- **Try it**: Set all the entries down once more, with nothing altered.

- **Extracted information**:
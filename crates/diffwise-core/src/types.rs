use serde::{Deserialize, Serialize};

use crate::constants::COMMENT_MARKER;

/// Kind of account that wrote a comment.
///
/// # Examples
///
/// ```
/// use diffwise_core::AccountKind;
///
/// assert_eq!(AccountKind::from_api("Bot"), AccountKind::Bot);
/// assert_eq!(AccountKind::from_api("User"), AccountKind::User);
/// ```
#[derive(Debug, Clone, PartialEq, Eq, Serialize, Deserialize)]
#[serde(rename_all = "lowercase")]
pub enum AccountKind {
    /// A human account.
    User,
    /// A GitHub App or `github-actions[bot]`.
    Bot,
    /// An organization account.
    Organization,
    /// Any type GitHub adds later.
    Other(String),
}

impl AccountKind {
    /// Map the `type` field of a GitHub user object.
    pub fn from_api(value: &str) -> Self {
        match value {
            "User" => Self::User,
            "Bot" => Self::Bot,
            "Organization" => Self::Organization,
            other => Self::Other(other.to_string()),
        }
    }
}

/// Author of an issue comment.
#[derive(Debug, Clone, PartialEq, Eq, Serialize, Deserialize)]
pub struct CommentAuthor {
    /// Login, e.g. `github-actions[bot]`.
    pub login: String,
    /// Account type.
    pub kind: AccountKind,
}

/// A comment on a pull request's conversation tab.
///
/// # Examples
///
/// ```
/// use diffwise_core::{AccountKind, CommentAuthor, IssueComment};
///
/// let comment = IssueComment {
///     id: 7,
///     body: "<!-- GPT-BOT-COMMENT -->\nLooks fine.".into(),
///     author: CommentAuthor {
///         login: "github-actions[bot]".into(),
///         kind: AccountKind::Bot,
///     },
/// };
/// assert!(comment.is_bot_review());
/// ```
#[derive(Debug, Clone, PartialEq, Eq, Serialize, Deserialize)]
pub struct IssueComment {
    /// Comment id.
    pub id: u64,
    /// Markdown body, empty when GitHub omits it.
    pub body: String,
    /// Who wrote it.
    pub author: CommentAuthor,
}

impl IssueComment {
    /// Whether this is a review comment written by diffwise.
    ///
    /// Both conditions are required: a human quoting the marker does not
    /// make their comment ours.
    pub fn is_bot_review(&self) -> bool {
        self.author.kind == AccountKind::Bot && self.body.contains(COMMENT_MARKER)
    }
}

/// What publishing did on the pull request.
#[derive(Debug, Clone, PartialEq, Eq, Serialize)]
#[serde(rename_all = "camelCase", rename_all_fields = "camelCase", tag = "action")]
pub enum PublishOutcome {
    /// A new comment was created.
    Created {
        /// Id of the new comment.
        comment_id: u64,
    },
    /// An earlier diffwise comment was overwritten.
    Updated {
        /// Id of the overwritten comment.
        comment_id: u64,
    },
}

impl PublishOutcome {
    /// Id of the comment that now holds the review.
    pub fn comment_id(&self) -> u64 {
        match self {
            Self::Created { comment_id } | Self::Updated { comment_id } => *comment_id,
        }
    }
}

/// How a run ended, when it did not fail.
#[derive(Debug, Clone, PartialEq, Eq, Serialize)]
#[serde(rename_all = "camelCase", rename_all_fields = "camelCase", tag = "status")]
pub enum RunOutcome {
    /// The branch has no changes against the base; nothing was requested.
    NoDifferences,
    /// A review was generated but no open pull request uses the branch.
    NoPullRequest {
        /// Branch that was searched for.
        branch: String,
    },
    /// A review was generated and printed instead of published.
    DryRun {
        /// The generated review.
        feedback: String,
    },
    /// The review was published on a pull request.
    Published {
        /// Pull request number.
        pr_number: u64,
        /// Whether a comment was created or updated.
        outcome: PublishOutcome,
    },
}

- **Task response**:
filename crates/diffwise-core/src/types.rs
use serde::{Deserialize, Serialize};

use crate::constants::COMMENT_MARKER;

/// Kind of account that wrote a comment.
///
/// # Examples
///
/// ```
/// use diffwise_core::AccountKind;
///
/// assert_eq!(AccountKind::from_api("Bot"), AccountKind::Bot);
/// assert_eq!(AccountKind::from_api("User"), AccountKind::User);
/// ```
#[derive(Debug, Clone, PartialEq, Eq, Serialize, Deserialize)]
#[serde(rename_all = "lowercase")]
pub enum AccountKind {
    /// A human account.
    User,
    /// A GitHub App or `github-actions[bot]`.
    Bot,
    /// An organization account.
    Organization,
    /// Any type GitHub adds later.
    Other(String),
}

impl AccountKind {
    /// Map the `type` field of a GitHub user object.
    pub fn from_api(value: &str) -> Self {
        match value {
            "User" => Self::User,
            "Bot" => Self::Bot,
            "Organization" => Self::Organization,
            other => Self::Other(other.to_string()),
        }
    }
}

/// Author of an issue comment.
#[derive(Debug, Clone, PartialEq, Eq, Serialize, Deserialize)]
pub struct CommentAuthor {
    /// Login, e.g. `github-actions[bot]`.
    pub login: String,
    /// Account type.
    pub kind: AccountKind,
}

/// A comment on a pull request's conversation tab.
///
/// # Examples
///
/// ```
/// use diffwise_core::{AccountKind, CommentAuthor, IssueComment};
///
/// let comment = IssueComment {
///     id: 7,
///     body: "<!-- GPT-BOT-COMMENT -->\nLooks fine.".into(),
///     author: CommentAuthor {
///         login: "github-actions[bot]".into(),
///         kind: AccountKind::Bot,
///     },
/// };
/// assert!(comment.is_bot_review());
/// ```
#[derive(Debug, Clone, PartialEq, Eq, Serialize, Deserialize)]
pub struct IssueComment {
    /// Comment id.
    pub id: u64,
    /// Markdown body, empty when GitHub omits it.
    pub body: String,
    /// Who wrote it.
    pub author: CommentAuthor,
}

impl IssueComment {
    /// Whether this is a review comment written by diffwise.
    ///
    /// Both conditions are required: a human quoting the marker does not
    /// make their comment ours.
    pub fn is_bot_review(&self) -> bool {
        self.author.kind == AccountKind::Bot && self.body.contains(COMMENT_MARKER)
    }
}

/// What publishing did on the pull request.
#[derive(Debug, Clone, PartialEq, Eq, Serialize)]
#[serde(rename_all = "camelCase", rename_all_fields = "camelCase", tag = "action")]
pub enum PublishOutcome {
    /// A new comment was created.
    Created {
        /// Id of the new comment.
        comment_id: u64,
    },
    /// An earlier diffwise comment was overwritten.
    Updated {
        /// Id of the overwritten comment.
        comment_id: u64,
    },
}

impl PublishOutcome {
    /// Id of the comment that now holds the review.
    pub fn comment_id(&self) -> u64 {
        match self {
            Self::Created { comment_id } | Self::Updated { comment_id } => *comment_id,
        }
    }
}

/// How a run ended, when it did not fail.
#[derive(Debug, Clone, PartialEq, Eq, Serialize)]
#[serde(rename_all = "camelCase", rename_all_fields = "camelCase", tag = "status")]
pub enum RunOutcome {
    /// The branch has no changes against the base; nothing was requested.
    NoDifferences,
    /// A review was generated but no open pull request uses the branch.
    NoPullRequest {
        /// Branch that was searched for.
        branch: String,
    },
    /// A review was generated and printed instead of published.
    DryRun {
        /// The generated review.
        feedback: String,
    },
    /// The review was published on a pull request.
    Published {
        /// Pull request number.
        pr_number: u64,
        /// Whether a comment was created or updated.
        outcome: PublishOutcome,
    },
}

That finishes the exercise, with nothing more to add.